The walkers, two fathers from Wooler in Northumberland, with their sons, two aged 19 and one 15, were eventually airlifted from Lamb Hill by the Sea King helicopter.

Damon Rodwell of BSARU said the group set off from Wooler with the intention of walking to their home in Byreness on Monday.

“At 25 miles over hilly terrain it was an ambitious target, and leaving Wooler at lunchtime, they had only six or seven hours of good light in which to reach it.

“Cheviot summit was knocked off by about 3pm, and the long ridge walk past Windy Gyle and along to Lamb Hill refuge hut consumed the remaining hours of daylight.

The Lamb Hill Hut. Photo: BSARU

The Lamb Hill Hut. Photo: BSARU

“After a discussion in the hut, and taking into consideration the fact that they were still ten miles short of their objective, carrying only one torch and inadequate clothing, they arranged to cut the adventure short with a pickup at the road near Chew Green, about four miles further on.

“The Pennine Way south of Lamb Hill is indistinct and boggy, and within half a mile the group had become disorientated.

“One of the 19-year-olds was unable to continue with leg problems, and the group put in a call to mountain rescue at 8.20pm.

“Border Search and Rescue was scrambled, and with worsening weather forecast, a helicopter was requested from Boulmer in Northumberland.”

Mr Rodwell said 22 members of his team congregated at Pennymuir hut in the Kale valley.

He said: “Two groups deployed onto the hills between south of Lamb Hill by Land Rover and a third was preparing to make its way to Chew Green to sweep northwards when the bedraggled party was located huddled in long grass by the helicopter and transported to Pennymuir.

“One of the 50-year-olds was complaining of chest pains, and all five were showing the signs of hypothermia to varying degrees. They were treated and monitored by BSARU medics for an hour and a half before being taken home by police.”

Mobile phone contact was initially established with the missing young people by one of the incident controllers, before the group’s mobile phone battery ran out. They were unable to give their exact location.

An initial rapid response from the English side involved two search and rescue dogs and their handlers, and four rescue team members.

The search dogs began moving from Blindburn farm in Upper Coquetdale up the ridge past Yearning Law towards Lamb Hill and up Buckham’s Walls Burn towards the shelter on Lamb Hill.

The full teams were called out at about 10pm, with emergency vehicles and additional team members en-route to the rescue vehicle at Blindburn.
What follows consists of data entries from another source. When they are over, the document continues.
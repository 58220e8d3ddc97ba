use serde::{Deserialize, Serialize};

/// Direction in which a saw cut runs.
#[derive(Clone, Copy, Debug, PartialEq, Eq, Hash, Serialize, Deserialize)]
#[serde(rename_all = "snake_case")]
pub enum CutDirection {
    /// Runs parallel to the x-axis, at a fixed y
    Horizontal,
    /// Runs parallel to the y-axis, at a fixed x
    Vertical,
}

/// A straight guillotine cut on a sheet.
#[derive(Clone, Copy, Debug, PartialEq, Serialize, Deserialize)]
pub struct CutLine {
    pub direction: CutDirection,
    /// y of a horizontal cut, x of a vertical one
    pub position: f64,
    /// Start and end of the cut along its direction
    pub start: f64,
    pub end: f64,
}

impl CutLine {
    pub fn horizontal(y: f64, x_start: f64, x_end: f64) -> Self {
        CutLine {
            direction: CutDirection::Horizontal,
            position: y,
            start: x_start,
            end: x_end,
        }
    }

    pub fn vertical(x: f64, y_start: f64, y_end: f64) -> Self {
        CutLine {
            direction: CutDirection::Vertical,
            position: x,
            start: y_start,
            end: y_end,
        }
    }

    pub fn length(&self) -> f64 {
        self.end - self.start
    }
}
use crate::entities::{
    BoardRole, CutLine, Diagnostics, EdgeBanding, Grain, LayoutStats, UnplacedReason,
};
use crate::geometry::geo_enums::Rotation;
use serde::{Deserialize, Serialize};

/// External representation of an [`Instance`](crate::entities::Instance).
#[derive(Serialize, Deserialize, Clone, Debug)]
pub struct ExtInstance {
    /// Name of the cutlist
    #[serde(default)]
    pub name: Option<String>,
    pub parts: Vec<ExtPart>,
    /// Available stock sheets. Only the first one per material is used to optimize against.
    pub stock: Vec<ExtStockSheet>,
}

/// External representation of a [`PartSpec`](crate::entities::PartSpec).
#[derive(Serialize, Deserialize, Clone, Debug)]
pub struct ExtPart {
    /// Unique identifier of the part
    pub id: String,
    pub length: f64,
    pub width: f64,
    pub quantity: u64,
    #[serde(default)]
    pub grain: Grain,
    #[serde(default)]
    pub banding: EdgeBanding,
    #[serde(default)]
    pub lamination: ExtLamination,
    #[serde(default, skip_serializing_if = "Option::is_none")]
    pub material_id: Option<String>,
    #[serde(default, skip_serializing_if = "Option::is_none")]
    pub label: Option<String>,
}

/// The ways a part can be laminated
#[derive(Serialize, Deserialize, Clone, Debug, Default)]
#[serde(tag = "type")]
#[serde(rename_all = "snake_case")]
pub enum ExtLamination {
    #[default]
    None,
    WithBacker,
    SameBoard,
    Custom {
        layers: Vec<ExtLaminationLayer>,
        /// Thickness of the finished part in mm
        final_thickness: u32,
    },
}

#[derive(Serialize, Deserialize, Clone, Debug)]
pub struct ExtLaminationLayer {
    #[serde(default, skip_serializing_if = "Option::is_none")]
    pub material_id: Option<String>,
    pub role: BoardRole,
    /// Number of identical boards in this layer
    #[serde(default = "default_layer_quantity")]
    pub quantity: u64,
}

/// External representation of a [`StockSheetSpec`](crate::entities::StockSheetSpec).
#[derive(Serialize, Deserialize, Clone, Debug)]
pub struct ExtStockSheet {
    pub id: String,
    pub length: f64,
    pub width: f64,
    /// Number of sheets available
    pub quantity: u64,
    #[serde(default = "default_kerf")]
    pub kerf: f64,
    #[serde(default, skip_serializing_if = "Option::is_none")]
    pub cost: Option<f64>,
    #[serde(default, skip_serializing_if = "Option::is_none")]
    pub material_id: Option<String>,
}

/// External representation of a [`LayoutResult`](crate::entities::LayoutResult)
/// of a single material.
#[derive(Serialize, Deserialize, Clone, Debug)]
pub struct ExtSolution {
    /// Material key the layouts were computed for
    pub material: String,
    pub sheets: Vec<ExtSheet>,
    pub stats: LayoutStats,
    pub unplaced: Vec<ExtUnplaced>,
    pub diagnostics: Diagnostics,
}

/// External representation of a [`SheetLayout`](crate::entities::SheetLayout).
#[derive(Serialize, Deserialize, Clone, Debug)]
pub struct ExtSheet {
    pub stock_id: String,
    pub index: usize,
    pub width: f64,
    pub length: f64,
    pub utilization: f64,
    pub placements: Vec<ExtPlacement>,
    pub offcuts: Vec<ExtRect>,
    pub cuts: Vec<CutLine>,
}

/// External representation of a [`Placement`](crate::entities::Placement).
#[derive(Serialize, Deserialize, Clone, Debug)]
pub struct ExtPlacement {
    pub part_id: String,
    pub label: String,
    /// Corner closest to the sheet origin
    pub x: f64,
    pub y: f64,
    /// Placed dimensions
    pub width: f64,
    pub height: f64,
    pub rotation: Rotation,
}

/// Axis-aligned rectangle with its bottom left corner at (x, y)
#[derive(Serialize, Deserialize, Clone, Copy, Debug)]
pub struct ExtRect {
    pub x: f64,
    pub y: f64,
    pub width: f64,
    pub height: f64,
}

#[derive(Serialize, Deserialize, Clone, Debug)]
pub struct ExtUnplaced {
    pub part_id: String,
    pub label: String,
    pub count: usize,
    pub reason: UnplacedReason,
}

fn default_kerf() -> f64 {
    crate::entities::DEFAULT_KERF
}

fn default_layer_quantity() -> u64 {
    1
}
Mr Rodwell said: “The group appears to have underestimated the challenge they had set themselves and started a bit later in the day than they should have.

“No doubt they’ll take away a couple of lessons from their day in the hills, and will be better prepared for their next adventure.
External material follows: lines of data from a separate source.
use crate::entities::{BoardRole, EdgeBanding, LaminationType, PartSpec};
use itertools::Itertools;
use std::collections::BTreeMap;
use std::fmt::{Display, Formatter};

/// Edging thickness (mm) of a part made out of a single board
pub const SINGLE_BOARD_EDGING: u32 = 16;
/// Edging thickness (mm) of a part made out of two boards
pub const DOUBLE_BOARD_EDGING: u32 = 32;

/// Total edge banding length (mm) per edging thickness (mm)
pub type EdgingTotals = BTreeMap<u32, f64>;

/// Identifies the stock a board has to be cut from.
#[derive(Clone, Debug, PartialEq, Eq, Hash, PartialOrd, Ord)]
pub struct MaterialKey {
    pub material_id: Option<String>,
    pub role: BoardRole,
}

impl MaterialKey {
    pub fn new(material_id: Option<String>, role: BoardRole) -> Self {
        MaterialKey { material_id, role }
    }
}

impl Display for MaterialKey {
    fn fmt(&self, f: &mut Formatter<'_>) -> std::fmt::Result {
        let material = self.material_id.as_deref().unwrap_or("default");
        match self.role {
            BoardRole::Primary => write!(f, "{material}"),
            BoardRole::Backer => write!(f, "{material}_backer"),
        }
    }
}

/// A board that has to be cut, derived from a [`PartSpec`] and its lamination.
#[derive(Clone, Debug, PartialEq)]
pub struct ExpandedPart {
    /// The board to cut. Carries no lamination, backers carry no banding.
    pub part: PartSpec,
    pub material: MaterialKey,
    /// Index of the originating part in the submitted list
    pub source_index: usize,
    /// Edging thickness and banded length attributed to this board, if any
    pub edging: Option<(u32, f64)>,
}

impl ExpandedPart {
    pub fn role(&self) -> BoardRole {
        self.material.role
    }
}

/// All boards derived from a list of parts, together with the required edging.
#[derive(Clone, Debug, Default)]
pub struct LaminationPlan {
    pub parts: Vec<ExpandedPart>,
    pub edging: EdgingTotals,
}

/// The boards of a [`LaminationPlan`] sharing a single [`MaterialKey`].
#[derive(Clone, Debug)]
pub struct MaterialGroup {
    pub key: MaterialKey,
    pub parts: Vec<PartSpec>,
    pub edging: EdgingTotals,
}

impl LaminationPlan {
    /// Groups the boards by material key, in order of first appearance.
    pub fn material_groups(&self) -> Vec<MaterialGroup> {
        let mut groups: Vec<MaterialGroup> = vec![];
        for exp in &self.parts {
            let group = match groups.iter().position(|g| g.key == exp.material) {
                Some(idx) => &mut groups[idx],
                None => {
                    groups.push(MaterialGroup {
                        key: exp.material.clone(),
                        parts: vec![],
                        edging: EdgingTotals::new(),
                    });
                    groups.last_mut().expect("group was just pushed")
                }
            };
            group.parts.push(exp.part.clone());
            if let Some((thickness, length)) = exp.edging {
                add_edging(&mut group.edging, thickness, length);
            }
        }
        groups
    }

    pub fn total_board_qty(&self) -> usize {
        self.parts.iter().map(|e| e.part.quantity).sum()
    }
}

/// Expands the lamination of all parts into boards and aggregates their edging per thickness.
pub fn expand_lamination(parts: &[PartSpec]) -> LaminationPlan {
    let expanded = parts
        .iter()
        .enumerate()
        .flat_map(|(idx, part)| expand_part(idx, part))
        .collect_vec();

    let mut edging = EdgingTotals::new();
    for (thickness, length) in expanded.iter().filter_map(|e| e.edging) {
        add_edging(&mut edging, thickness, length);
    }

    LaminationPlan {
        parts: expanded,
        edging,
    }
}

/// Boards required for a single part.
/// The edging of the finished part is attributed to its first primary board.
pub fn expand_part(source_index: usize, part: &PartSpec) -> Vec<ExpandedPart> {
    let board = PartSpec {
        lamination: LaminationType::None,
        ..part.clone()
    };
    let primary_key = MaterialKey::new(part.material_id.clone(), BoardRole::Primary);

    match &part.lamination {
        LaminationType::None => vec![ExpandedPart {
            edging: edging_of(part, part.quantity, SINGLE_BOARD_EDGING),
            part: board,
            material: primary_key,
            source_index,
        }],
        LaminationType::SameBoard => vec![ExpandedPart {
            edging: edging_of(part, part.quantity, DOUBLE_BOARD_EDGING),
            part: PartSpec {
                quantity: part.quantity * 2,
                ..board
            },
            material: primary_key,
            source_index,
        }],
        LaminationType::WithBacker => vec![
            ExpandedPart {
                edging: edging_of(part, part.quantity, DOUBLE_BOARD_EDGING),
                part: board.clone(),
                material: primary_key,
                source_index,
            },
            ExpandedPart {
                part: backer_board(board, None),
                material: MaterialKey::new(part.material_id.clone(), BoardRole::Backer),
                source_index,
                edging: None,
            },
        ],
        LaminationType::Custom(custom) if custom.layers.is_empty() => vec![ExpandedPart {
            edging: edging_of(part, part.quantity, SINGLE_BOARD_EDGING),
            part: board,
            material: primary_key,
            source_index,
        }],
        LaminationType::Custom(custom) => {
            let edged_layer = custom
                .layers
                .iter()
                .position(|l| l.role == BoardRole::Primary)
                .unwrap_or(0);
            custom
                .layers
                .iter()
                .enumerate()
                .map(|(i, layer)| {
                    let material_id = layer.material_id.clone().or(part.material_id.clone());
                    let layer_board = match layer.role {
                        BoardRole::Primary => PartSpec {
                            id: format!("{}_l{}", part.id, i + 1),
                            material_id: material_id.clone(),
                            ..board.clone()
                        },
                        BoardRole::Backer => backer_board(
                            PartSpec {
                                material_id: material_id.clone(),
                                ..board.clone()
                            },
                            Some(i + 1),
                        ),
                    };
                    let edging = match i == edged_layer {
                        true => edging_of(part, part.quantity, custom.final_thickness),
                        false => None,
                    };
                    ExpandedPart {
                        part: layer_board,
                        material: MaterialKey::new(material_id, layer.role),
                        source_index,
                        edging,
                    }
                })
                .collect_vec()
        }
    }
}

/// Banded length of `quantity` finished parts
pub fn edging_length(part: &PartSpec, quantity: usize) -> f64 {
    part.banding.banded_length(part.length, part.width) * quantity as f64
}

fn edging_of(part: &PartSpec, quantity: usize, thickness: u32) -> Option<(u32, f64)> {
    match part.banding.is_empty() {
        true => None,
        false => Some((thickness, edging_length(part, quantity))),
    }
}

fn backer_board(board: PartSpec, layer: Option<usize>) -> PartSpec {
    let id = match layer {
        Some(l) => format!("{}_l{}_backer", board.id, l),
        None => format!("{}_backer", board.id),
    };
    let label = format!("{} (backer)", board.display_label());
    PartSpec {
        id,
        label: Some(label),
        banding: EdgeBanding::NONE,
        ..board
    }
}

fn add_edging(totals: &mut EdgingTotals, thickness: u32, length: f64) {
    *totals.entry(thickness).or_insert(0.0) += length;
}

#[cfg(test)]
mod tests {
    use super::*;
    use crate::entities::{CustomLamination, LaminationLayer};
    use float_cmp::approx_eq;

    #[test]
    fn plain_part_is_a_single_board() {
        let parts = [PartSpec::new("side", 720.0, 560.0, 2).with_banding(EdgeBanding {
            top: true,
            ..EdgeBanding::NONE
        })];
        let plan = expand_lamination(&parts);
        assert_eq!(plan.parts.len(), 1);
        assert_eq!(plan.parts[0].part.quantity, 2);
        assert!(approx_eq!(f64, plan.edging[&SINGLE_BOARD_EDGING], 1440.0));
    }

    #[test]
    fn same_board_doubles_quantity() {
        let parts = [PartSpec::new("top", 1200.0, 600.0, 3)
            .with_lamination(LaminationType::SameBoard)
            .with_banding(EdgeBanding::ALL)];
        let plan = expand_lamination(&parts);
        assert_eq!(plan.parts.len(), 1);
        assert_eq!(plan.parts[0].part.quantity, 6);
        //edging is counted per finished part, not per board
        assert!(approx_eq!(f64, plan.edging[&DOUBLE_BOARD_EDGING], 3.0 * 3600.0));
        assert!(!plan.edging.contains_key(&SINGLE_BOARD_EDGING));
    }

    #[test]
    fn backer_lands_in_its_own_material_group() {
        let parts = [PartSpec::new("door", 500.0, 300.0, 2)
            .with_lamination(LaminationType::WithBacker)
            .with_banding(EdgeBanding::ALL)];
        let plan = expand_lamination(&parts);
        let groups = plan.material_groups();

        assert_eq!(groups.len(), 2);
        assert_eq!(groups[0].key.role, BoardRole::Primary);
        assert_eq!(groups[1].key.role, BoardRole::Backer);
        assert_eq!(groups[0].parts[0].quantity, 2);
        assert_eq!(groups[1].parts[0].quantity, 2);
        assert!(groups[1].parts[0].banding.is_empty());
        assert!(groups[1].edging.is_empty());
        assert!(approx_eq!(f64, plan.edging[&DOUBLE_BOARD_EDGING], 3200.0));
        assert_eq!(plan.edging.len(), 1);
    }

    #[test]
    fn custom_layers_use_final_thickness() {
        let custom = CustomLamination {
            layers: vec![
                LaminationLayer {
                    material_id: None,
                    role: BoardRole::Primary,
                },
                LaminationLayer {
                    material_id: Some("mdf".into()),
                    role: BoardRole::Backer,
                },
                LaminationLayer {
                    material_id: Some("mdf".into()),
                    role: BoardRole::Backer,
                },
            ],
            final_thickness: 48,
        };
        let parts = [PartSpec::new("bench", 1000.0, 400.0, 1)
            .with_material("oak")
            .with_lamination(LaminationType::Custom(custom))
            .with_banding(EdgeBanding::ALL)];
        let plan = expand_lamination(&parts);
        assert_eq!(plan.parts.len(), 3);
        assert_eq!(plan.parts[0].material.material_id.as_deref(), Some("oak"));

        let groups = plan.material_groups();
        assert_eq!(groups.len(), 2);
        assert_eq!(groups[1].key.to_string(), "mdf_backer");
        assert_eq!(groups[1].parts.len(), 2);
        assert!(approx_eq!(f64, plan.edging[&48], 2800.0));
    }

    #[test]
    fn custom_without_layers_is_single_board() {
        let lam = LaminationType::Custom(CustomLamination {
            layers: vec![],
            final_thickness: 40,
        });
        let parts = [PartSpec::new("x", 400.0, 400.0, 1)
            .with_lamination(lam)
            .with_banding(EdgeBanding::ALL)];
        let plan = expand_lamination(&parts);
        assert_eq!(plan.parts.len(), 1);
        assert!(plan.edging.contains_key(&SINGLE_BOARD_EDGING));
    }
}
“Anyone heading into the hills at this time of year should pack a torch and spare batteries, even if they expect to be down before nightfall.

“It’s all too easy to lose time through poor weather, injury, fatigue or navigational problems, and being out on the hills in the dark in October without a torch is a serious matter.
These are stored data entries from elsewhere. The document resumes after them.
use panelcut::entities::{CutDirection, SheetLayout};
use panelcut::geometry::Rect;
use serde::de::Error;
use serde::{Deserialize, Deserializer, Serialize, Serializer};
use std::fmt::{Display, Formatter};
use svg::Document;
use svg::node::element::{Definitions, Group, Line, Pattern, Rectangle, Text, Title};

#[derive(Clone, PartialEq, Debug, Serialize, Deserialize, Copy)]
pub struct SvgDrawOptions {
    ///The theme to use for the svg
    #[serde(default)]
    pub theme: SvgLayoutTheme,
    ///Draw the cut lines on top of the parts
    #[serde(default)]
    pub cuts: bool,
    ///Draw the offcuts, hatched
    #[serde(default)]
    pub offcuts: bool,
    ///Write the label and dimensions inside every part
    #[serde(default)]
    pub labels: bool,
}

impl Default for SvgDrawOptions {
    fn default() -> Self {
        Self {
            theme: SvgLayoutTheme::default(),
            cuts: true,
            offcuts: true,
            labels: true,
        }
    }
}

#[derive(Clone, PartialEq, Debug, Serialize, Deserialize, Copy)]
pub struct SvgLayoutTheme {
    pub stroke_width_multiplier: f32,
    pub sheet_fill: Color,
    pub part_fill: Color,
    pub offcut_fill: Color,
    pub cut_stroke: Color,
}

impl Default for SvgLayoutTheme {
    fn default() -> Self {
        SvgLayoutTheme::EARTH_TONES
    }
}

impl SvgLayoutTheme {
    pub const EARTH_TONES: SvgLayoutTheme = SvgLayoutTheme {
        stroke_width_multiplier: 2.0,
        sheet_fill: Color(0xCC, 0x82, 0x4A),
        part_fill: Color(0xFF, 0xC8, 0x79),
        offcut_fill: Color(0x8F, 0x5B, 0x34),
        cut_stroke: Color(0xD0, 0x00, 0x00),
    };

    pub const GRAY: SvgLayoutTheme = SvgLayoutTheme {
        stroke_width_multiplier: 2.5,
        sheet_fill: Color(0xD3, 0xD3, 0xD3),
        part_fill: Color(0x7A, 0x7A, 0x7A),
        offcut_fill: Color(0x63, 0x63, 0x63),
        cut_stroke: Color(0x00, 0x00, 0x00),
    };
}

#[derive(Copy, Clone, PartialEq, Debug)]
pub struct Color(pub u8, pub u8, pub u8);

impl Display for Color {
    fn fmt(&self, f: &mut Formatter<'_>) -> std::fmt::Result {
        write!(f, "#{:02X}{:02X}{:02X}", self.0, self.1, self.2)
    }
}

impl TryFrom<&str> for Color {
    type Error = String;

    fn try_from(s: &str) -> Result<Self, Self::Error> {
        let hex = s.strip_prefix('#').unwrap_or(s);
        let channel = |range: std::ops::Range<usize>| {
            hex.get(range)
                .and_then(|c| u8::from_str_radix(c, 16).ok())
                .ok_or_else(|| format!("invalid color: {s}"))
        };
        match hex.len() {
            6 => Ok(Color(channel(0..2)?, channel(2..4)?, channel(4..6)?)),
            _ => Err(format!("invalid color: {s}")),
        }
    }
}

impl Serialize for Color {
    fn serialize<S>(&self, serializer: S) -> Result<S::Ok, S::Error>
    where
        S: Serializer,
    {
        serializer.serialize_str(&format!("{self}"))
    }
}

impl<'de> Deserialize<'de> for Color {
    fn deserialize<D>(deserializer: D) -> Result<Self, D::Error>
    where
        D: Deserializer<'de>,
    {
        let s = String::deserialize(deserializer)?;
        Color::try_from(s.as_str()).map_err(D::Error::custom)
    }
}

fn rect_element(rect: &Rect, params: &[(&str, &str)]) -> Rectangle {
    let mut element = Rectangle::new()
        .set("x", rect.x_min)
        .set("y", rect.y_min)
        .set("width", rect.width())
        .set("height", rect.height());
    for param in params {
        element = element.set(param.0, param.1)
    }
    element
}

pub fn layout_to_svg(sheet: &SheetLayout, options: SvgDrawOptions, title: &str) -> Document {
    let bounds = sheet.bounds();
    let theme = &options.theme;
    let min_dim = f64::min(sheet.width, sheet.length);
    let margin = 0.05 * min_dim;
    let stroke_width = min_dim * 0.001 * theme.stroke_width_multiplier as f64;
    let font_size = min_dim * 0.02;

    let label = {
        //print some information above the top left of the sheet
        let label_content = format!(
            "{} #{} | {:.0} x {:.0} | utilization: {:.3}% | cuts: {} | {}",
            sheet.stock_id,
            sheet.index,
            sheet.width,
            sheet.length,
            sheet.utilization() * 100.0,
            sheet.cut_count(),
            title,
        );
        Text::new(label_content)
            .set("x", bounds.x_min)
            .set("y", bounds.y_min - 0.5 * margin)
            .set("font-size", font_size)
            .set("font-family", "monospace")
            .set("font-weight", "500")
    };

    let sheet_group = Group::new()
        .set("id", format!("sheet_{}", sheet.index))
        .add(rect_element(
            &bounds,
            &[
                ("fill", &*format!("{}", theme.sheet_fill)),
                ("stroke", "black"),
                ("stroke-width", &*format!("{}", 2.0 * stroke_width)),
            ],
        ))
        .add(Title::new(format!(
            "sheet: {}, width: {:.1}, length: {:.1}, kerf: {:.1}",
            sheet.stock_id, sheet.width, sheet.length, sheet.kerf
        )));

    let offcut_group = match options.offcuts {
        false => None,
        true => {
            let hatch = Pattern::new()
                .set("id", "hatch")
                .set("patternUnits", "userSpaceOnUse")
                .set("width", 4.0 * font_size)
                .set("height", 4.0 * font_size)
                .set("patternTransform", "rotate(45)")
                .add(
                    Line::new()
                        .set("x1", 0)
                        .set("y1", 0)
                        .set("x2", 0)
                        .set("y2", 4.0 * font_size)
                        .set("stroke", format!("{}", theme.offcut_fill))
                        .set("stroke-width", 2.0 * stroke_width),
                );
            let group = sheet.offcuts.iter().fold(
                Group::new()
                    .set("id", "offcuts")
                    .add(Definitions::new().add(hatch)),
                |group, offcut| {
                    group.add(
                        rect_element(
                            offcut,
                            &[
                                ("fill", "url(#hatch)"),
                                ("stroke", &*format!("{}", theme.offcut_fill)),
                                ("stroke-width", &*format!("{}", 0.5 * stroke_width)),
                            ],
                        )
                        .add(Title::new(format!(
                            "offcut: {:.1} x {:.1} at ({:.1}, {:.1})",
                            offcut.width(),
                            offcut.height(),
                            offcut.x_min,
                            offcut.y_min
                        ))),
                    )
                },
            );
            Some(group)
        }
    };

    let parts_group = sheet
        .placements
        .iter()
        .fold(Group::new().set("id", "parts"), |group, p| {
            let rect = p.rect();
            let mut part = Group::new()
                .add(
                    rect_element(
                        &rect,
                        &[
                            ("fill", &*format!("{}", theme.part_fill)),
                            ("stroke", "black"),
                            ("stroke-width", &*format!("{stroke_width}")),
                        ],
                    )
                    .add(Title::new(format!(
                        "part: {}, instance: {}, {:.1} x {:.1}, rotation: {}",
                        p.label,
                        p.instance_id,
                        p.width,
                        p.height,
                        p.rotation.degrees()
                    ))),
                );
            if options.labels {
                let size = f64::min(font_size, 0.2 * f64::min(p.width, p.height));
                part = part.add(
                    Text::new(format!("{} {:.0}x{:.0}", p.label, p.width, p.height))
                        .set("x", rect.x_min + 0.5 * rect.width())
                        .set("y", rect.y_min + 0.5 * rect.height())
                        .set("font-size", size)
                        .set("font-family", "monospace")
                        .set("text-anchor", "middle")
                        .set("dominant-baseline", "middle"),
                );
            }
            group.add(part)
        });

    let cut_group = match options.cuts {
        false => None,
        true => Some(sheet.cuts.iter().fold(
            Group::new().set("id", "cuts"),
            |group, cut| {
                let (x1, y1, x2, y2) = match cut.direction {
                    CutDirection::Horizontal => (cut.start, cut.position, cut.end, cut.position),
                    CutDirection::Vertical => (cut.position, cut.start, cut.position, cut.end),
                };
                group.add(
                    Line::new()
                        .set("x1", x1)
                        .set("y1", y1)
                        .set("x2", x2)
                        .set("y2", y2)
                        .set("stroke", format!("{}", theme.cut_stroke))
                        .set("stroke-width", stroke_width)
                        .set(
                            "stroke-dasharray",
                            format!("{} {}", 4.0 * stroke_width, 2.0 * stroke_width),
                        ),
                )
            },
        )),
    };

    let vbox = (
        bounds.x_min - margin,
        bounds.y_min - margin,
        bounds.width() + 2.0 * margin,
        bounds.height() + 2.0 * margin,
    );

    let optionals = [offcut_group, cut_group]
        .into_iter()
        .flatten()
        .fold(Group::new().set("id", "optionals"), |g, opt| g.add(opt));

    Document::new()
        .set("viewBox", vbox)
        .add(sheet_group)
        .add(parts_group)
        .add(optionals)
        .add(label)
}

#[cfg(test)]
mod tests {
    use super::*;

    #[test]
    fn colors_parse_from_hex() {
        assert_eq!(Color::try_from("#FFC879"), Ok(Color(0xFF, 0xC8, 0x79)));
        assert_eq!(Color::try_from("00ff00"), Ok(Color(0x00, 0xFF, 0x00)));
        assert!(Color::try_from("#12").is_err());
        assert_eq!(format!("{}", Color(0xCC, 0x82, 0x4A)), "#CC824A");
    }

    #[test]
    fn draw_options_round_trip_through_json() {
        let options = SvgDrawOptions {
            theme: SvgLayoutTheme::GRAY,
            cuts: false,
            ..SvgDrawOptions::default()
        };
        let json = serde_json::to_string(&options).unwrap();
        let parsed: SvgDrawOptions = serde_json::from_str(&json).unwrap();
        assert_eq!(parsed, options);
    }
}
“The forecast for the night was pretty grim with dense cloud and heavy rain, and the group was very lucky to be spotted by the helicopter when they were. An hour later the weather had closed in and the chopper would have been unable to fly.

“Walkers shouldn’t underestimate the Pennine Way. It’s difficult to follow in places, especially in the dark, and can be extremely boggy and hard going between Lamb Hill and Chew Green.

“As a team, we’re very keen to encourage people to use the hills for recreational and to challenge themselves.

“It’s important, though, to be realistic about your levels of fitness, and to be properly equipped with a map and compass, and the ability to use them, adequate clothing, waterproofs, plenty of food and a torch for every member of the party.”

Pete Roberts, team leader of the Northumberland National Park MRT said all involved were delighted that the group had been found and rescued so quickly.

He said: “We’re very satisfied that our teams worked so well together in this early run before the really bad weather sets in, and delighted that these young people are safe.

“Even though it was relatively mild last night, the wind on the higher ground meant that there was a risk of the group becoming dangerously cold without the proper clothing and equipment for the prevailing conditions.

“We would urge everyone thinking about walking in the hills to take with them suitable waterproof and warm clothing, a torch and an appropriate survival equipment; to make sure their mobile phones are fully charged; and, most importantly to take a map and compass and know how to use them because there is no guarantee of mobile coverage in the remote parts of Northumberland and the Borders.”